ReplyDeleteGlobal menu: Works if the standard can be enforced. Apple and Apple customer expectations can do that. I doubt Gnome can do that. Gnome's own apps can adhere to it, but what sanction can apply to other developers who do whatever they want? Apple devs do it because Apple customers won't buy something that breaks the house rules. Gnome lacks the leverage of paying customers and developers writing software for a living.
One app per desktop: I don't think that's the goal. Some apps do open full screen, But, the next time they will open to the size they were when closed. The frequent complaints that users can't have multiple apps/windows on the Gnome desktop are just wrong.
That said, many people do, in fact, "work" with only one app open at a time, and always have. In fact, I often see people with large screens open one app to about 50 percent screen width and position it in the center of the screen The work habits of developers and so-called power users reflect the behavior of a decided minority.
It seems unlikely that the Gnome team will freeze development, especially when a user can prevent updates to any package.
Jonc,
Delete'Freezing gnome' was referring to putting a hold on the gnome packages to prevent updating -- as is shown in the post -- and wasn't referring to anything happening outside the comfort of your own workstation. Wanting or expecting the GNOME devs to stop their mostly good work would make no sense.
As for screenshot/main issue I admit that's a mental thing -- once you perceive a package to be broken the importance of that package appears much bigger than it should be. Also, gnome-screenshot and the process which led to the changes in its functionality may be a harbinger of what's yet to come.
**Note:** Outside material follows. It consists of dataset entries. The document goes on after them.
#[cfg(test)]
mod tests {
    use super::*;

    fn collect(txn: &mut dyn Transaction, begin: &[u8], end: &[u8]) -> Vec<(Vec<u8>, Vec<u8>)> {
        txn.get_range(KeyRange::new(begin.to_vec(), end.to_vec()))
            .map(|kv| {
                let kv = kv.unwrap();
                (kv.key.to_vec(), kv.value.to_vec())
            })
            .collect()
    }

    #[tokio::test]
    async fn test_set_then_get_in_same_transaction() {
        let db = MemoryDatabase::new();
        let mut txn = db.create_transaction().unwrap();

        txn.set(b"foo", b"bar");
        assert_eq!(txn.get(b"foo").await.unwrap(), Some(Bytes::from("bar")));
        assert_eq!(txn.get(b"missing").await.unwrap(), None);
    }

    #[tokio::test]
    async fn test_commit_advances_version() {
        let db = MemoryDatabase::new();
        let mut txn = db.create_transaction().unwrap();
        assert_eq!(txn.read_version().await.unwrap(), 0);

        txn.set(b"k", b"v");
        txn.commit().await.unwrap();
        assert_eq!(txn.committed_version().unwrap(), 1);
        assert_eq!(db.current_version(), 1);

        let mut next = db.create_transaction().unwrap();
        assert_eq!(next.read_version().await.unwrap(), 1);
        assert_eq!(next.get(b"k").await.unwrap(), Some(Bytes::from("v")));
    }

    #[tokio::test]
    async fn test_read_only_commit_reports_minus_one() {
        let db = MemoryDatabase::new();
        let mut txn = db.create_transaction().unwrap();
        let _ = txn.get(b"k").await.unwrap();
        txn.commit().await.unwrap();
        assert_eq!(txn.committed_version().unwrap(), -1);
        assert_eq!(db.current_version(), 0);
    }

    #[tokio::test]
    async fn test_snapshot_isolation() {
        let db = MemoryDatabase::new();
        let mut reader = db.create_transaction().unwrap();

        let mut writer = db.create_transaction().unwrap();
        writer.set(b"k", b"v");
        writer.commit().await.unwrap();

        assert_eq!(reader.get(b"k").await.unwrap(), None);
    }

    #[tokio::test]
    async fn test_conflicting_commit_fails() {
        let db = MemoryDatabase::new();
        let mut first = db.create_transaction().unwrap();
        let mut second = db.create_transaction().unwrap();

        let _ = first.get(b"counter").await.unwrap();
        let _ = second.get(b"counter").await.unwrap();
        first.set(b"counter", b"1");
        second.set(b"counter", b"2");

        first.commit().await.unwrap();
        assert_eq!(second.commit().await, Err(StoreError::NotCommitted));
    }

    #[tokio::test]
    async fn test_blind_writes_do_not_conflict() {
        let db = MemoryDatabase::new();
        let mut first = db.create_transaction().unwrap();
        let mut second = db.create_transaction().unwrap();

        first.set(b"k", b"1");
        second.set(b"k", b"2");
        first.commit().await.unwrap();
        second.commit().await.unwrap();

        let mut check = db.create_transaction().unwrap();
        assert_eq!(check.get(b"k").await.unwrap(), Some(Bytes::from("2")));
    }

    #[tokio::test]
    async fn test_range_read_conflicts_with_insert() {
        let db = MemoryDatabase::new();
        let mut scanner = db.create_transaction().unwrap();
        assert!(collect(scanner.as_mut(), b"a", b"z").is_empty());
        scanner.set(b"summary", b"0");

        let mut inserter = db.create_transaction().unwrap();
        inserter.set(b"m", b"1");
        inserter.commit().await.unwrap();

        assert_eq!(scanner.commit().await, Err(StoreError::NotCommitted));
    }

    #[tokio::test]
    async fn test_range_merges_buffered_writes() {
        let db = MemoryDatabase::new();
        let mut setup = db.create_transaction().unwrap();
        setup.set(b"a", b"1");
        setup.set(b"b", b"2");
        setup.set(b"c", b"3");
        setup.commit().await.unwrap();

        let mut txn = db.create_transaction().unwrap();
        txn.clear(b"b");
        txn.set(b"bb", b"22");
        assert_eq!(
            collect(txn.as_mut(), b"a", b"c"),
            vec![
                (b"a".to_vec(), b"1".to_vec()),
                (b"bb".to_vec(), b"22".to_vec())
            ]
        );
    }

    #[tokio::test]
    async fn test_clear_range_then_set() {
        let db = MemoryDatabase::new();
        let mut setup = db.create_transaction().unwrap();
        for key in [b"a", b"b", b"c"] {
            setup.set(key, b"x");
        }
        setup.commit().await.unwrap();

        let mut txn = db.create_transaction().unwrap();
        txn.set(b"b", b"shadowed");
        txn.clear_range(KeyRange::new(b"a".to_vec(), b"c".to_vec()));
        txn.set(b"b", b"after");
        assert_eq!(txn.get(b"a").await.unwrap(), None);
        assert_eq!(txn.get(b"b").await.unwrap(), Some(Bytes::from("after")));
        txn.commit().await.unwrap();

        let mut check = db.create_transaction().unwrap();
        assert_eq!(
            collect(check.as_mut(), b"a", b"z"),
            vec![
                (b"b".to_vec(), b"after".to_vec()),
                (b"c".to_vec(), b"x".to_vec())
            ]
        );
        assert_eq!(db.key_count(), 2);
    }

    #[tokio::test]
    async fn test_inverted_range_is_empty() {
        let db = MemoryDatabase::new();
        let mut txn = db.create_transaction().unwrap();
        txn.set(b"m", b"1");
        assert!(collect(txn.as_mut(), b"z", b"a").is_empty());
        txn.clear_range(KeyRange::new(b"z".to_vec(), b"a".to_vec()));
        assert_eq!(txn.get(b"m").await.unwrap(), Some(Bytes::from("1")));
    }

    #[tokio::test]
    async fn test_cancelled_transaction_rejects_operations() {
        let db = MemoryDatabase::new();
        let mut txn = db.create_transaction().unwrap();
        txn.set(b"k", b"v");
        txn.cancel();

        assert_eq!(txn.get(b"k").await, Err(StoreError::TransactionCancelled));
        assert_eq!(txn.commit().await, Err(StoreError::TransactionCancelled));
        assert_eq!(db.current_version(), 0);
    }

    #[tokio::test]
    async fn test_dropped_transaction_is_abandoned() {
        let db = MemoryDatabase::new();
        {
            let mut txn = db.create_transaction().unwrap();
            txn.set(b"k", b"v");
        }
        let mut check = db.create_transaction().unwrap();
        assert_eq!(check.get(b"k").await.unwrap(), None);
    }

    #[tokio::test]
    async fn test_history_window_rejects_old_readers() {
        let db = MemoryDatabase::with_max_history(2);
        let mut stale = db.create_transaction().unwrap();

        for i in 0..3 {
            let mut txn = db.create_transaction().unwrap();
            txn.set(b"k", format!("{}", i).as_bytes());
            txn.commit().await.unwrap();
        }

        assert_eq!(stale.get(b"k").await, Err(StoreError::TransactionTooOld));

        let mut fresh = db.create_transaction().unwrap();
        assert_eq!(fresh.get(b"k").await.unwrap(), Some(Bytes::from("2")));
    }

    #[tokio::test]
    async fn test_compaction_keeps_visible_versions() {
        let db = MemoryDatabase::with_max_history(1);

        let mut txn = db.create_transaction().unwrap();
        txn.set(b"gone", b"1");
        txn.set(b"kept", b"1");
        txn.commit().await.unwrap();

        let mut txn = db.create_transaction().unwrap();
        txn.clear(b"gone");
        txn.commit().await.unwrap();

        let mut txn = db.create_transaction().unwrap();
        txn.set(b"other", b"1");
        txn.commit().await.unwrap();

        let mut check = db.create_transaction().unwrap();
        assert_eq!(check.get(b"kept").await.unwrap(), Some(Bytes::from("1")));
        assert_eq!(check.get(b"gone").await.unwrap(), None);
        assert_eq!(db.key_count(), 2);
    }
}
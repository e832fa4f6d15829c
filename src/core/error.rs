//! Error types and their wire mapping.
//!
//! Every failure a client can observe is a [`GatewayError`]. Errors are
//! connection-local: they produce an error reply and the connection keeps
//! serving. The message strings are part of the client contract.

use crate::gateway::protocol::RespError;
use crate::store::StoreError;
use thiserror::Error;

/// Gateway error conditions.
#[derive(Debug, Error)]
pub enum GatewayError {
    /// Command sent with the wrong number of arguments.
    #[error("wrong number of arguments for '{verb}' command")]
    WrongArity { verb: String },

    /// No handler is registered for the verb.
    #[error("unknown command '{verb}'")]
    UnknownCommand { verb: String },

    /// Malformed frame on the wire.
    #[error("Protocol error: {detail}")]
    Protocol { detail: String },

    /// Data or transaction command before a successful `chroot`.
    #[error("must chroot into a directory first")]
    NoNamespace,

    /// Data command, `commit` or `cancel` without an open transaction.
    #[error("no open transaction")]
    NoTransaction,

    /// `begin` while a transaction is already open.
    #[error("transaction already open")]
    TransactionAlreadyOpen,

    /// `chroot` while a transaction is open and rebinding is disabled.
    #[error("cannot chroot with an open transaction")]
    RebindWithOpenTransaction,

    /// Credential check failed.
    #[error("unauthorized")]
    Unauthorized,

    /// The store refused to create a transaction.
    #[error("cannot begin transaction")]
    CannotBegin {
        #[source]
        source: StoreError,
    },

    /// The tenant namespace could not be created or opened.
    #[error("cannot open subspace")]
    CannotOpenSubspace {
        #[source]
        source: StoreError,
    },

    /// Store operation failed.
    #[error("{0}")]
    Store(#[from] StoreError),
}

/// Coarse classification of [`GatewayError`].
#[derive(Debug, Clone, Copy, PartialEq, Eq)]
pub enum ErrorKind {
    /// Arity, unknown verb, malformed frame.
    Protocol,
    /// Command issued in the wrong session state.
    SessionState,
    /// Credential mismatch.
    Unauthorized,
    /// Failure reported by the store.
    Store,
}

impl GatewayError {
    /// Create a wrong arity error.
    pub fn wrong_arity(verb: impl Into<String>) -> Self {
        Self::WrongArity { verb: verb.into() }
    }

    /// Create an unknown command error.
    pub fn unknown_command(verb: impl Into<String>) -> Self {
        Self::UnknownCommand { verb: verb.into() }
    }

    /// Create a protocol error.
    pub fn protocol(detail: impl Into<String>) -> Self {
        Self::Protocol {
            detail: detail.into(),
        }
    }

    /// Classify the error.
    pub fn kind(&self) -> ErrorKind {
        match self {
            Self::WrongArity { .. } | Self::UnknownCommand { .. } | Self::Protocol { .. } => {
                ErrorKind::Protocol
            }
            Self::NoNamespace
            | Self::NoTransaction
            | Self::TransactionAlreadyOpen
            | Self::RebindWithOpenTransaction => ErrorKind::SessionState,
            Self::Unauthorized => ErrorKind::Unauthorized,
            Self::CannotBegin { .. } | Self::CannotOpenSubspace { .. } | Self::Store(_) => {
                ErrorKind::Store
            }
        }
    }

    /// Underlying store error, if any.
    pub fn store_error(&self) -> Option<&StoreError> {
        match self {
            Self::CannotBegin { source } | Self::CannotOpenSubspace { source } => Some(source),
            Self::Store(e) => Some(e),
            _ => None,
        }
    }

    /// Error reply for the wire.
    pub fn to_resp(&self) -> RespError {
        RespError::generic(self.to_string())
    }
}

impl From<GatewayError> for RespError {
    fn from(error: GatewayError) -> Self {
        error.to_resp()
    }
}

/// Result type using GatewayError.
pub type GatewayResult<T> = Result<T, GatewayError>;

#[cfg(test)]
mod tests {
    use super::*;

    #[test]
    fn test_wire_messages() {
        let cases = [
            (GatewayError::NoNamespace, "ERR must chroot into a directory first"),
            (GatewayError::NoTransaction, "ERR no open transaction"),
            (GatewayError::TransactionAlreadyOpen, "ERR transaction already open"),
            (GatewayError::Unauthorized, "ERR unauthorized"),
            (
                GatewayError::wrong_arity("get"),
                "ERR wrong number of arguments for 'get' command",
            ),
            (
                GatewayError::unknown_command("frobnicate"),
                "ERR unknown command 'frobnicate'",
            ),
            (
                GatewayError::CannotBegin {
                    source: StoreError::Unavailable {
                        message: "down".to_string(),
                    },
                },
                "ERR cannot begin transaction",
            ),
        ];

        for (error, expected) in cases {
            assert_eq!(error.to_resp().to_string(), expected);
        }
    }

    #[test]
    fn test_store_errors_surface_verbatim() {
        let error = GatewayError::from(StoreError::NotCommitted);
        assert_eq!(error.kind(), ErrorKind::Store);
        assert_eq!(error.store_error(), Some(&StoreError::NotCommitted));
        assert_eq!(
            error.to_resp().message,
            StoreError::NotCommitted.to_string()
        );
    }

    #[test]
    fn test_kinds() {
        assert_eq!(GatewayError::protocol("bad").kind(), ErrorKind::Protocol);
        assert_eq!(GatewayError::NoTransaction.kind(), ErrorKind::SessionState);
        assert_eq!(
            GatewayError::RebindWithOpenTransaction.kind(),
            ErrorKind::SessionState
        );
        assert_eq!(GatewayError::Unauthorized.kind(), ErrorKind::Unauthorized);
    }
}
I'm not a fan of either the Apple philosophy or global menus. Some might like them, I personally don't. It's difficult to make truly objective arguments either way, but my take on the Gnome changes is that there's little reason to replace six dropdown menus (Nautilus: File/Edit/View/Go/Bookmarks/Help) with a single one. Also, from 19 years of using DEs I'm used to look at the top panel of the window for menus, not the top panel of the entire desktop.
As for one app per desktop -- to me it looks like it's the goal, since that's the work flow which is favoured by the vanilla settings in gnome-shell (dynamic workspaces, no bottom panel with a simple overview). And yes, you can have as many windows open as you care which is what I do-- and that's why I feel gnome-shell/GNOME3 is actually quite usable with the right extensions. What worries me is when those specific GNOME applications which I found better than the alternatives are 'crippled'.
And sure, a lot of people use one application at a time -- but my biased view is that that mostly when doing casual stuff, like browsing. My, again biased, opinion is that the typical linux user is doing some sort of scripting -- whether it's latex, gnuplot, octave/matlab, nwchem etc. -- and that leads to several windows being open side by side in order to compare scripts with end results, and in order to get an overview of all the files.
Ultimately, as long as the applications I use still work (and you can always compile older versions) and I have access to a terminal I can get work done. It'd just be /nice/ if I had no reasons to get paranoid about my chosen DE.